#### [Work instructions]
Your answer should be every line from the records that contains "recorder".

#### [Data to examine]
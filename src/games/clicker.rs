use super::{
    asset_or_placeholder, frames_between, speed_ms, GameKey, GameOver, Hud, MiniGame, Palette,
    Pointer, PointerKind, FIELD_HEIGHT, FIELD_WIDTH,
};
use crate::config::GameConfig;
use crate::screen::{lerp_color, Canvas, Projection};
use rand::rngs::StdRng;
use rand::{Rng, SeedableRng};
use std::time::{Duration, Instant};
use tracing::debug;

const MAX_RADIUS: f32 = 40.0;
const START_LIFE: f32 = 100.0;
const GROWTH_PER_FRAME: f32 = 0.5;
const DECAY_PER_FRAME: f32 = 0.5;
const HIT_POINTS: u32 = 10;
const ROUND_SECONDS: u32 = 30;
const TICK: Duration = Duration::from_secs(1);

pub fn spawn_interval(speed: f32) -> Duration
{
    speed_ms(1000.0, 80.0, 200.0, speed)
}

#[derive(Clone, Debug, PartialEq)]
struct Target
{
    x: f32,
    y: f32,
    radius: f32,
    life: f32,
    asset: usize,
}

impl Target
{
    fn contains(&self, x: f32, y: f32) -> bool
    {
        let dx = x - self.x;
        let dy = y - self.y;
        (dx * dx + dy * dy).sqrt() <= self.radius
    }
}

pub struct Clicker
{
    rng: StdRng,
    assets: Vec<String>,
    speed: f32,
    palette: Palette,
    targets: Vec<Target>,
    score: u32,
    time_left: u32,
    next_tick: Instant,
    next_spawn: Instant,
    last_update: Instant,
    over: bool,
    game_over: GameOver,
}

impl Clicker
{
    pub fn new(config: &GameConfig, game_over: GameOver, now: Instant) -> Self
    {
        Self::with_rng(config, game_over, now, StdRng::from_entropy())
    }

    pub fn with_rng(config: &GameConfig, game_over: GameOver, now: Instant, rng: StdRng) -> Self
    {
        let speed = config.speed();
        Self {
            rng,
            assets: config.assets.clone(),
            speed,
            palette: Palette::from_config(config),
            targets: Vec::new(),
            score: 0,
            time_left: ROUND_SECONDS,
            next_tick: now + TICK,
            next_spawn: now + spawn_interval(speed),
            last_update: now,
            over: false,
            game_over,
        }
    }

    fn spawn(&mut self)
    {
        let x = self.rng.gen_range(MAX_RADIUS..=FIELD_WIDTH - MAX_RADIUS);
        let y = self.rng.gen_range(MAX_RADIUS..=FIELD_HEIGHT - MAX_RADIUS);
        let asset = if self.assets.is_empty() {
            0
        } else {
            self.rng.gen_range(0..self.assets.len())
        };
        self.targets.push(Target {
            x,
            y,
            radius: 0.0,
            life: START_LIFE,
            asset,
        });
    }

    fn finish(&mut self, score: u32)
    {
        self.over = true;
        self.targets.clear();
        if self.game_over.fire(score) {
            debug!(score, "clicker session over");
        }
    }
}

impl MiniGame for Clicker
{
    fn pointer(&mut self, pointer: Pointer, _now: Instant)
    {
        if self.over || pointer.kind != PointerKind::Press {
            return;
        }
        if let Some(index) = self
            .targets
            .iter()
            .position(|target| target.contains(pointer.x, pointer.y))
        {
            self.targets.remove(index);
            self.score += HIT_POINTS;
        }
    }

    fn key(&mut self, _key: GameKey, _now: Instant) {}

    fn update(&mut self, now: Instant)
    {
        if self.over {
            return;
        }

        while now >= self.next_tick && self.time_left > 0 {
            self.time_left -= 1;
            self.next_tick += TICK;
        }
        if self.time_left == 0 {
            let score = self.score;
            self.finish(score);
            return;
        }

        let frames = frames_between(self.last_update, now);
        self.last_update = now;
        let rate = self.speed / 5.0;
        for target in &mut self.targets {
            target.radius = (target.radius + GROWTH_PER_FRAME * rate * frames).min(MAX_RADIUS);
            target.life -= DECAY_PER_FRAME * rate * frames;
        }
        self.targets.retain(|target| target.life > 0.0);

        if now >= self.next_spawn {
            self.spawn();
            self.next_spawn = now + spawn_interval(self.speed);
        }
    }

    fn abort(&mut self)
    {
        if !self.over {
            self.finish(0);
        }
    }

    fn is_over(&self) -> bool
    {
        self.over
    }

    fn hud(&self) -> Hud
    {
        Hud {
            score: self.score,
            status: format!("Time left: {:>2}s  Targets: {}", self.time_left, self.targets.len()),
        }
    }

    fn draw(&self, canvas: &mut Canvas, projection: &Projection)
    {
        for target in &self.targets {
            let fade = 1.0 - (target.life / START_LIFE).clamp(0.0, 1.0);
            let fill = lerp_color(self.palette.primary, self.palette.background, fade * 0.8);
            let r = target.radius;
            let (min_col, min_row) = projection.to_cell(target.x - r, target.y - r);
            let (max_col, max_row) = projection.to_cell(target.x + r, target.y + r);
            for row in min_row..=max_row {
                for col in min_col..=max_col {
                    let (x, y) = projection.to_field(col, row);
                    if target.contains(x, y) {
                        canvas.tint(col, row, fill);
                    }
                }
            }
            let (col, row) = projection.to_cell(target.x, target.y);
            let glyph = asset_or_placeholder(&self.assets, target.asset);
            canvas.put_centered(col, row, glyph, Some(self.palette.text));
        }
    }
}

#[cfg(test)]
mod tests
{
    use super::*;
    use crate::games::test_support::recorder;
    use proptest::prelude::*;

    fn session(now: Instant) -> (Clicker, std::rc::Rc<std::cell::RefCell<Vec<u32>>>)
    {
        let (game_over, calls) = recorder();
        let clicker = Clicker::with_rng(
            &GameConfig::fallback(),
            game_over,
            now,
            StdRng::seed_from_u64(7),
        );
        (clicker, calls)
    }

    fn press(x: f32, y: f32) -> Pointer
    {
        Pointer {
            kind: PointerKind::Press,
            x,
            y,
        }
    }

    fn target_at(x: f32, y: f32, radius: f32) -> Target
    {
        Target {
            x,
            y,
            radius,
            life: START_LIFE,
            asset: 0,
        }
    }

    proptest! {
        #[test]
        fn spawn_interval_matches_formula(speed in 1u32..=10) {
            let expected = (1000i64 - 80 * speed as i64).max(200) as u128;
            prop_assert_eq!(spawn_interval(speed as f32).as_millis(), expected);
        }
    }

    #[test]
    fn spawn_interval_floor()
    {
        assert_eq!(spawn_interval(10.0), Duration::from_millis(200));
        assert_eq!(spawn_interval(20.0), Duration::from_millis(200));
        assert_eq!(spawn_interval(5.0), Duration::from_millis(600));
    }

    #[test]
    fn spawns_after_one_interval()
    {
        let t0 = Instant::now();
        let (mut clicker, _) = session(t0);
        clicker.update(t0 + Duration::from_millis(599));
        assert!(clicker.targets.is_empty());
        clicker.update(t0 + Duration::from_millis(600));
        assert_eq!(clicker.targets.len(), 1);
        let target = &clicker.targets[0];
        assert_eq!(target.radius, 0.0);
        assert_eq!(target.life, START_LIFE);
        assert!(target.x >= MAX_RADIUS && target.x <= FIELD_WIDTH - MAX_RADIUS);
        assert!(target.y >= MAX_RADIUS && target.y <= FIELD_HEIGHT - MAX_RADIUS);
        assert!(target.asset < clicker.assets.len());
    }

    #[test]
    fn targets_grow_to_max_radius()
    {
        let t0 = Instant::now();
        let (mut clicker, _) = session(t0);
        clicker.next_spawn = t0 + Duration::from_secs(60);
        clicker.targets.push(target_at(400.0, 300.0, 0.0));

        clicker.update(t0 + Duration::from_millis(500));
        let radius = clicker.targets[0].radius;
        assert!(radius > 14.0 && radius < 16.0, "radius {radius}");

        clicker.update(t0 + Duration::from_millis(2000));
        assert_eq!(clicker.targets[0].radius, MAX_RADIUS);
    }

    #[test]
    fn hit_scores_ten_and_removes_target()
    {
        let t0 = Instant::now();
        let (mut clicker, _) = session(t0);
        clicker.targets.push(target_at(200.0, 200.0, 30.0));
        clicker.pointer(press(220.0, 215.0), t0);
        assert_eq!(clicker.score, HIT_POINTS);
        assert!(clicker.targets.is_empty());
    }

    #[test]
    fn miss_changes_nothing()
    {
        let t0 = Instant::now();
        let (mut clicker, _) = session(t0);
        clicker.targets.push(target_at(200.0, 200.0, 10.0));
        clicker.pointer(press(220.0, 200.0), t0);
        assert_eq!(clicker.score, 0);
        assert_eq!(clicker.targets.len(), 1);
    }

    #[test]
    fn overlapping_targets_lose_the_oldest_first()
    {
        let t0 = Instant::now();
        let (mut clicker, _) = session(t0);
        clicker.targets.push(target_at(100.0, 100.0, 40.0));
        clicker.targets.push(target_at(110.0, 100.0, 40.0));
        clicker.pointer(press(105.0, 100.0), t0);
        assert_eq!(clicker.score, HIT_POINTS);
        assert_eq!(clicker.targets, vec![target_at(110.0, 100.0, 40.0)]);
    }

    #[test]
    fn pointer_move_never_hits()
    {
        let t0 = Instant::now();
        let (mut clicker, _) = session(t0);
        clicker.targets.push(target_at(100.0, 100.0, 40.0));
        clicker.pointer(
            Pointer {
                kind: PointerKind::Move,
                x: 100.0,
                y: 100.0,
            },
            t0,
        );
        assert_eq!(clicker.targets.len(), 1);
    }

    #[test]
    fn faded_target_is_removed_without_score()
    {
        let t0 = Instant::now();
        let (mut clicker, _) = session(t0);
        clicker.next_spawn = t0 + Duration::from_secs(60);
        clicker.targets.push(target_at(400.0, 300.0, 0.0));

        // 100 life at 0.5 per frame lasts 200 frames, about 3.33s.
        clicker.update(t0 + Duration::from_secs(3));
        assert_eq!(clicker.targets.len(), 1);
        clicker.update(t0 + Duration::from_millis(3400));
        assert!(clicker.targets.is_empty());
        assert_eq!(clicker.score, 0);
    }

    #[test]
    fn countdown_reports_score_once()
    {
        let t0 = Instant::now();
        let (mut clicker, calls) = session(t0);
        clicker.score = 70;
        clicker.update(t0 + Duration::from_secs(29));
        assert!(!clicker.is_over());
        assert_eq!(clicker.time_left, 1);

        clicker.update(t0 + Duration::from_secs(30));
        assert!(clicker.is_over());
        clicker.update(t0 + Duration::from_secs(31));
        clicker.abort();
        assert_eq!(*calls.borrow(), vec![70]);
    }

    #[test]
    fn abort_reports_zero()
    {
        let t0 = Instant::now();
        let (mut clicker, calls) = session(t0);
        clicker.score = 120;
        clicker.abort();
        assert!(clicker.is_over());
        assert_eq!(*calls.borrow(), vec![0]);
    }

    #[test]
    fn empty_assets_do_not_panic()
    {
        let t0 = Instant::now();
        let mut config = GameConfig::fallback();
        config.assets.clear();
        let (game_over, _) = recorder();
        let mut clicker = Clicker::with_rng(&config, game_over, t0, StdRng::seed_from_u64(1));
        clicker.update(t0 + Duration::from_secs(1));
        assert_eq!(clicker.targets.len(), 1);

        let mut canvas = Canvas::new(80, 20, None);
        clicker.targets[0].radius = MAX_RADIUS;
        clicker.draw(&mut canvas, &Projection::new(80, 20, FIELD_WIDTH, FIELD_HEIGHT));
    }
}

#### [Completed exercise]
    use crate::games::test_support::recorder;
        let (game_over, calls) = recorder();
        let (game_over, _) = recorder();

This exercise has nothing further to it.